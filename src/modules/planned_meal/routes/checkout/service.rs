use super::types::{request, response};
use crate::{
    modules::planned_meal::{
        checkout,
        repository::{self, StatusFilter},
    },
    types::Context,
};
use chrono::Utc;
use std::sync::Arc;

pub async fn service(ctx: Arc<Context>, payload: request::Payload) -> response::Response {
    let delivery = checkout::validate(
        &payload.body.address,
        &payload.body.delivery,
        Utc::now().date_naive(),
    )
    .map_err(response::Error::InvalidCheckout)?;

    let lines = repository::find_lines_by_account_id(
        &ctx.db_conn.pool,
        payload.auth.identity.account_id,
        StatusFilter::Active,
    )
    .await
    .map_err(|_| response::Error::FailedToCheckout)?;

    Ok(response::Success::AwaitingPayment {
        address: payload.body.address.trim().to_string(),
        delivery,
        totals: repository::totals(&lines),
    })
}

__What the task asks__:
The answer is a count and nothing more: lines above that contain "response".

__Reply to the task__:
5